Obeying the law, both in letter and in spirit, is the foundation on which this Company’s ethical standards are built. All employees must respect and obey the laws of the cities, states and countries in which we operate. Although not all employees are expected to know the details of these laws, it is important to know enough to determine when to seek advice from supervisors, managers or other appropriate personnel.
2. Conflicts of Interest
If requested, the Company will hold information and training sessions to promote compliance with laws, rules and regulations, including insider-trading laws.
A conflict of interest exists when a person’s private interest interferes in any way with the interests of the Company. A conflict situation can arise when an employee, officer or director takes actions or has interests that may make it difficult to perform his or her Company work objectively and effectively. Conflicts of interest may also arise when an employee, officer or director, or members of his or her family, receives improper personal benefits as a result of his or her position in the Company. Loans to, or guarantees of obligations of, employees, officers and directors and their family members may create conflicts of interest. Employees, officers and directors shall neither request, nor receive, any personal loans from the Company that is prohibited by applicable law.
3. Insider Trading
It is almost always a conflict of interest for a Company employee to work simultaneously for a competitor, customer or supplier. You are not allowed to work for a competitor as a consultant or board member. The best policy is to avoid any direct or indirect business connection with our customers, suppliers or competitors, except on our behalf.
Conflicts of interest are prohibited as a matter of Company policy, except under guidelines approved by the Board of Directors. Conflicts of interest may not always be clear-cut, so if you have a question, you should consult with higher levels of management. Any employee, officer or director who becomes aware of a conflict or potential conflict should bring it to the attention of a supervisor, manager or other appropriate personnel or consult the procedures described in Section 15 of this Code.
Employees who have access to confidential information are not permitted to use or share that information for stock trading purposes or for any other purpose except the conduct of our business. All non-public information about the Company should be considered confidential information. To use non-public information for personal financial benefit or to tip others who might make an investment decision on the basis of this information is not only unethical but also illegal. In order to assist with compliance with laws against insider trading, the Company has adopted a specific policy governing employees trading in securities of the Company. This policy has been distributed to every employee. If you have any questions, please consult the Chief Financial Officer.

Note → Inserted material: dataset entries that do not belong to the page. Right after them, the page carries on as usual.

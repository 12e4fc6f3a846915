//! InfluxDB v2 time-series store adapter.
//!
//! Points go out as line protocol in an HTTP `POST /api/v2/write`, one
//! request per telemetry cycle. `GET /ping` is the reachability probe
//! used at Cloud entry. URL and header construction is plain Rust and
//! tested on the host; the HTTP exchange uses the ESP-IDF client.

use core::fmt::Write as _;

#[cfg(target_os = "espidf")]
use log::{debug, warn};

#[cfg(target_os = "espidf")]
use crate::app::ports::TimeSeriesPort;
#[cfg(target_os = "espidf")]
use crate::cloud::line_protocol::Point;
use crate::config::SystemConfig;
#[cfg(target_os = "espidf")]
use crate::error::TransientError;

#[cfg(target_os = "espidf")]
const HTTP_TIMEOUT_MS: u64 = 5_000;

/// Percent-encode a query value (RFC 3986 unreserved set kept).
pub fn encode_query(value: &str) -> String {
    let mut out = String::with_capacity(value.len());
    for b in value.bytes() {
        if b.is_ascii_alphanumeric() || matches!(b, b'-' | b'_' | b'.' | b'~') {
            out.push(b as char);
        } else {
            let _ = write!(out, "%{b:02X}");
        }
    }
    out
}

/// 2xx, with 204 being the normal answer to both endpoints.
pub fn is_success(status: u16) -> bool {
    (200..300).contains(&status)
}

pub struct InfluxStore {
    write_url: String,
    ping_url: String,
    auth_header: String,
}

impl InfluxStore {
    pub fn new(config: &SystemConfig) -> Self {
        let base = config.store_url.trim_end_matches('/');
        Self {
            write_url: format!(
                "{base}/api/v2/write?org={}&bucket={}&precision=s",
                encode_query(&config.store_org),
                encode_query(&config.store_bucket),
            ),
            ping_url: format!("{base}/ping"),
            auth_header: format!("Token {}", config.store_token),
        }
    }

    pub fn write_url(&self) -> &str {
        &self.write_url
    }

    pub fn ping_url(&self) -> &str {
        &self.ping_url
    }

    #[cfg(target_os = "espidf")]
    fn exchange(
        &self,
        method: embedded_svc::http::Method,
        url: &str,
        body: &[u8],
    ) -> anyhow::Result<u16> {
        use embedded_svc::http::client::Client as HttpClient;
        use embedded_svc::io::Write;
        use esp_idf_svc::http::client::{Configuration as HttpClientConfiguration, EspHttpConnection};

        let conf = HttpClientConfiguration {
            timeout: Some(core::time::Duration::from_millis(HTTP_TIMEOUT_MS)),
            ..Default::default()
        };
        let mut client = HttpClient::wrap(EspHttpConnection::new(&conf)?);
        let len = body.len().to_string();
        let headers = [
            ("Authorization", self.auth_header.as_str()),
            ("Content-Type", "text/plain; charset=utf-8"),
            ("Content-Length", len.as_str()),
        ];
        let mut request = client.request(method, url, &headers)?;
        if !body.is_empty() {
            request.write_all(body)?;
        }
        let response = request.submit()?;
        Ok(response.status())
    }
}

#[cfg(target_os = "espidf")]
impl TimeSeriesPort for InfluxStore {
    fn store_validate(&mut self) -> Result<(), TransientError> {
        match self.exchange(embedded_svc::http::Method::Get, &self.ping_url, &[]) {
            Ok(status) if is_success(status) => Ok(()),
            Ok(status) => {
                warn!("Store: ping answered HTTP {}", status);
                Err(TransientError::StoreUnreachable)
            }
            Err(e) => {
                warn!("Store: ping failed ({e:#})");
                Err(TransientError::StoreUnreachable)
            }
        }
    }

    fn store_write(&mut self, point: &Point) -> Result<(), TransientError> {
        let line = point.to_line();
        debug!("Store: {}", line);
        match self.exchange(embedded_svc::http::Method::Post, &self.write_url, line.as_bytes()) {
            Ok(status) if is_success(status) => Ok(()),
            Ok(status) => {
                warn!("Store: write answered HTTP {}", status);
                Err(TransientError::StoreWriteFailed)
            }
            Err(e) => {
                warn!("Store: write failed ({e:#})");
                Err(TransientError::StoreUnreachable)
            }
        }
    }
}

4. Corporate Opportunities
Employees, officers and directors are prohibited from taking for themselves personally opportunities that are discovered through the use of corporate property, information or position without the consent of the Board of Directors. No employee may use corporate property, information, or position for improper personal gain, and no employee may compete with the Company directly or indirectly. Employees, officers and directors owe a duty to the Company to advance its legitimate interests when the opportunity to do so arises.
5. Competition and Fair Dealing
We seek to outperform our competition fairly and honestly. Stealing proprietary information, possessing trade secret information that was obtained without the owner’s consent, or inducing such disclosures by past or present employees of other companies is prohibited.
6. Discrimination and Harassment
Each employee should endeavor to respect the rights of and deal fairly with the Company’s customers, suppliers, competitors and employees. No employee should take unfair advantage of anyone through manipulation, concealment, abuse of privileged information, misrepresentation of material facts, or any other intentional unfair-dealing practice.
The purpose of business entertainment and gifts in a commercial setting is to create goodwill and sound working relationships, not to gain unfair advantage with customers. No gift or entertainment should ever be offered, given, provided or accepted by any Company employee, family member of an employee or agent unless it: (1) is not a cash gift, (2) is consistent with customary business practices, (3) is not excessive in value, (4) cannot be construed as a bribe or payoff and (5) does not violate any laws or regulations. Please discuss with your supervisor any gifts or proposed gifts which you are not certain are appropriate.
The diversity of the Company’s employees is a tremendous asset. We are firmly committed to providing equal opportunity in all aspects of employment and will not tolerate any illegal discrimination or harassment of any kind. Examples include derogatory comments based on racial or ethnic characteristics and unwelcome sexual advances.
7. Health and Safety
The Company strives to provide each employee with a safe and healthy work environment. Each employee has responsibility for maintaining a safe and healthy workplace for all employees by following safety and health rules and practices and reporting accidents, injuries and unsafe equipment, practices or conditions. Violence and threatening behavior are not permitted. Employees should report to work in condition to perform their duties, free from the influence of illegal drugs or alcohol. The use of illegal drugs or alcohol in the workplace will not be tolerated.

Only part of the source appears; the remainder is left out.